Sorry, photos https://www.olx.ua/i2/ajax/attachment/attachments_olxua/53/770893928_2/b396dd881c4aff2a5362a039ed92b167/56661D3A-53B9-4C4F-A3B5-AA83610586FB.jpeg


----------



## phatch (Mar 29, 2002)

Picture doesn't work


----------



## Sergei_Shablovsky (Oct 23, 2018)

phatch said:


> Picture doesn't work


Link working, and picture ok on my Mac, iPad, iPhone also. I double check this. Try to delete dash "/" at the end of link. Thank You for patience.


----------



## brianshaw (Dec 18, 2010)

Nope...


----------



## Sergei_Shablovsky (Oct 23, 2018)

phatch said:


> Picture doesn't work


https://www.chipmaker.ru/gallery/album/5599/


----------



## phatch (Mar 29, 2002)

Now it works. But I have no idea on the maker.


----------



## kokopuffs (Aug 4, 2000)

@Sergei_Shablovsky : just do a look up on Mauviel, Bourgeat or Matfer and you'll come up with something just as good or better!


----------



## sgsvirgil (Mar 1, 2017)

Typically, copper pans that are made of copper with thicknesses less than 1.5 mm require tube beading or edge rolling to provide reinforcement to compensate for the thin copper. Copper that is less than 1mm has been hardened by the "planishing" process, which involves hand hammering the copper to make it harder. Your pan doesn't appear to have any evidence that it has been planished. 
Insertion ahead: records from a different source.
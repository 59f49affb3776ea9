//! Authentication: local accounts, password hashing and session state.

mod accounts;
mod password;
pub mod session;

pub use accounts::{login, normalize_username, register};
pub use password::{hash_password, verify_password};
pub use session::{SESSION_FLASH_KEY, SESSION_USER_KEY};
//! Create/edit form for a single note.

use api::UserInfo;
use dioxus::prelude::*;
use uuid::Uuid;

use crate::html_escape;
use crate::layout::{form_error, page};

#[derive(Props, Clone, PartialEq)]
pub struct NoteEditorPageProps {
    pub user: UserInfo,
    /// `None` when creating a new note.
    pub note_id: Option<Uuid>,
    pub title: String,
    pub body: String,
    pub error: Option<String>,
}

#[component]
pub fn NoteEditorPage(props: NoteEditorPageProps) -> Element {
    let NoteEditorPageProps {
        user,
        note_id,
        title,
        body,
        error,
    } = props;

    let (heading, action, submit) = match note_id {
        Some(id) => ("Edit note", format!("/notes/{id}"), "Save"),
        None => ("New note", "/notes".to_string(), "Create"),
    };
    let error = form_error(error.as_deref());
    let title = html_escape(&title);

    page(
        heading,
        Some(&user),
        None,
        rsx! {
            h1 { "{heading}" }
            {error}
            form {
                method: "post",
                action: "{action}",
                p {
                    label { r#for: "title", "Title" }
                    br {}
                    input {
                        id: "title",
                        r#type: "text",
                        name: "title",
                        value: "{title}",
                        maxlength: "200",
                        required: true,
                    }
                }
                p {
                    label { r#for: "body", "Body" }
                    br {}
                    textarea { id: "body", name: "body", "{body}" }
                }
                button { class: "btn", r#type: "submit", "{submit}" }
                " "
                a { class: "btn secondary", href: "/dashboard", "Cancel" }
            }
        },
    )
}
What you appear have is a pan that was augmented with a piece of copper "foil", which is a sheet of copper that is less than .75mm or so thick. Copper that thin can't be used as cookware unless its applied to a more structurally substantial pan or pot. This practice is not at all uncommon and appears to be the case with your pan. Without a smithy stamp on the copper, you will never know for certain who made it. You could do some research and come up with a guesstimate by engaging in a bit reductive reasoning. 

Nevertheless, its a very nice looking pan and fairly good find, IMO. 

Cheers.


----------